Abstract

Force field parameters are ingredients for realistic atomistic simulations of gas- and condensed-phase systems. Here we discuss the effect of including averaged data from explicit MD simulations in optimizing potential energy functions. It is shown that vibrational frequencies (FeC and CO stretch and FeCO bend) and CO vibrational relaxation times ((v = 1) --> (v = 0) (T(10)) and (v = 2) --> (v = 1) (T(21))) in the active site of CO-bound myoglobin (MbCO) can be well represented with a single set of force field parameters.
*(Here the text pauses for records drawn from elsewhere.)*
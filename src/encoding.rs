use serde::{Deserialize, Serialize};
use tracing::error;

/// Code returned by [`to_int`] for a label it does not know.
pub const UNKNOWN_CODE: i32 = -1;

/// Label returned by [`to_label`] for a code it does not know.
pub const UNKNOWN_LABEL: &str = "<UNKNOWN>";

/// The three independent label/code tables.
#[derive(Debug, Clone, Copy, PartialEq, Eq, Hash)]
pub enum Domain {
    SecretEncoding,
    OtpType,
    HashAlgorithm,
}

impl Domain {
    pub const ALL: [Domain; 3] = [
        Domain::SecretEncoding,
        Domain::OtpType,
        Domain::HashAlgorithm,
    ];

    fn table(self) -> &'static [(&'static str, i32)] {
        match self {
            Domain::SecretEncoding => &[("HEX", 0), ("Base32", 1)],
            Domain::OtpType => &[("TOTP", 0), ("HOTP", 1)],
            Domain::HashAlgorithm => &[("SHA1", 0), ("SHA256", 1), ("SHA512", 2)],
        }
    }

    /// Every code defined for this domain.
    pub fn codes(self) -> impl Iterator<Item = i32> {
        self.table().iter().map(|(_, code)| *code)
    }

    /// Every label defined for this domain, in code order.
    pub fn labels(self) -> impl Iterator<Item = &'static str> {
        self.table().iter().map(|(label, _)| *label)
    }

    fn name(self) -> &'static str {
        match self {
            Domain::SecretEncoding => "secret encoding",
            Domain::OtpType => "OTP type",
            Domain::HashAlgorithm => "hash algorithm",
        }
    }
}

/// Look a label up without reporting anything.
pub fn lookup_code(label: &str, domain: Domain) -> Option<i32> {
    domain
        .table()
        .iter()
        .find(|(l, _)| *l == label)
        .map(|(_, code)| *code)
}

/// Look a code up without reporting anything.
pub fn lookup_label(code: i32, domain: Domain) -> Option<&'static str> {
    domain
        .table()
        .iter()
        .find(|(_, c)| *c == code)
        .map(|(label, _)| *label)
}

/// Label shown in the UI -> integer code used by the store.
/// Unknown labels give [`UNKNOWN_CODE`] and an error in the log.
pub fn to_int(label: &str, domain: Domain) -> i32 {
    lookup_code(label, domain).unwrap_or_else(|| {
        error!(domain = domain.name(), label, "unknown/unexpected label");
        UNKNOWN_CODE
    })
}

/// Integer code used by the store -> label shown in the UI.
/// Unknown codes give [`UNKNOWN_LABEL`] and an error in the log.
pub fn to_label(code: i32, domain: Domain) -> &'static str {
    lookup_label(code, domain).unwrap_or_else(|| {
        error!(domain = domain.name(), code, "unknown/unexpected code");
        UNKNOWN_LABEL
    })
}

macro_rules! coded_enum {
    ($name:ident, $domain:expr, { $($variant:ident = $code:literal),+ $(,)? }) => {
        #[derive(Debug, Clone, Copy, PartialEq, Eq, Hash, Serialize, Deserialize)]
        pub enum $name {
            $($variant),+
        }

        impl $name {
            pub const DOMAIN: Domain = $domain;

            pub fn code(self) -> i32 {
                match self {
                    $($name::$variant => $code),+
                }
            }

            pub fn from_code(code: i32) -> Option<Self> {
                match code {
                    $($code => Some($name::$variant),)+
                    _ => None,
                }
            }

            pub fn label(self) -> &'static str {
                to_label(self.code(), Self::DOMAIN)
            }

            pub fn from_label(label: &str) -> Option<Self> {
                lookup_code(label, Self::DOMAIN).and_then(Self::from_code)
            }
        }

        impl std::fmt::Display for $name {
            fn fmt(&self, f: &mut std::fmt::Formatter<'_>) -> std::fmt::Result {
                f.write_str(self.label())
            }
        }
    };
}

coded_enum!(SecretEncoding, Domain::SecretEncoding, { Hex = 0, Base32 = 1 });
coded_enum!(OtpType, Domain::OtpType, { Totp = 0, Hotp = 1 });
coded_enum!(HashAlgorithm, Domain::HashAlgorithm, { Sha1 = 0, Sha256 = 1, Sha512 = 2 });

#[cfg(test)]
mod tests {
    use super::*;

    #[test]
    fn test_every_code_round_trips_through_its_label() {
        for domain in Domain::ALL {
            for code in domain.codes() {
                assert_eq!(to_int(to_label(code, domain), domain), code, "{domain:?}");
            }
        }
    }

    #[test]
    fn test_unknown_values_map_to_sentinels() {
        assert_eq!(to_int("BASE64", Domain::SecretEncoding), UNKNOWN_CODE);
        assert_eq!(to_int("totp", Domain::OtpType), UNKNOWN_CODE);
        assert_eq!(to_label(3, Domain::HashAlgorithm), UNKNOWN_LABEL);
        assert_eq!(to_label(-1, Domain::OtpType), UNKNOWN_LABEL);
    }

    #[test]
    fn test_store_codes_match_the_wire_values() {
        assert_eq!(to_int("HEX", Domain::SecretEncoding), 0);
        assert_eq!(to_int("Base32", Domain::SecretEncoding), 1);
        assert_eq!(to_int("HOTP", Domain::OtpType), 1);
        assert_eq!(to_int("SHA512", Domain::HashAlgorithm), 2);
    }

    #[test]
    fn test_typed_enums_agree_with_the_tables() {
        assert_eq!(SecretEncoding::Base32.code(), 1);
        assert_eq!(OtpType::from_code(1), Some(OtpType::Hotp));
        assert_eq!(HashAlgorithm::from_label("SHA256"), Some(HashAlgorithm::Sha256));
        assert_eq!(HashAlgorithm::from_label("sha256"), None);
        assert_eq!(OtpType::Totp.to_string(), "TOTP");
        assert_eq!(SecretEncoding::from_code(7), None);
    }
}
It is further demonstrated that parameters fitted in a subsystem of MbCO comprising the CO ligand, heme group and proximal histidine, are transferable to investigating the full protein and to providing quantitatively correct results. In particular, it is possible to calculate the CO and FeC stretch and the FeCO bending frequency to within approximately 5%; the relaxation time of the first vibrationally excited state including quantum corrections of T(10) approximately 25 ps is calculated close to the experimental value (17 ps), and the ratio T(10)/T(21) approximately 2 agrees favorably with experimental estimates. In contrast, following the more traditional approach of fitting frequencies from analyzing the Hessian matrix leads to a force field that captures frequencies correctly but not relaxation of vibrations.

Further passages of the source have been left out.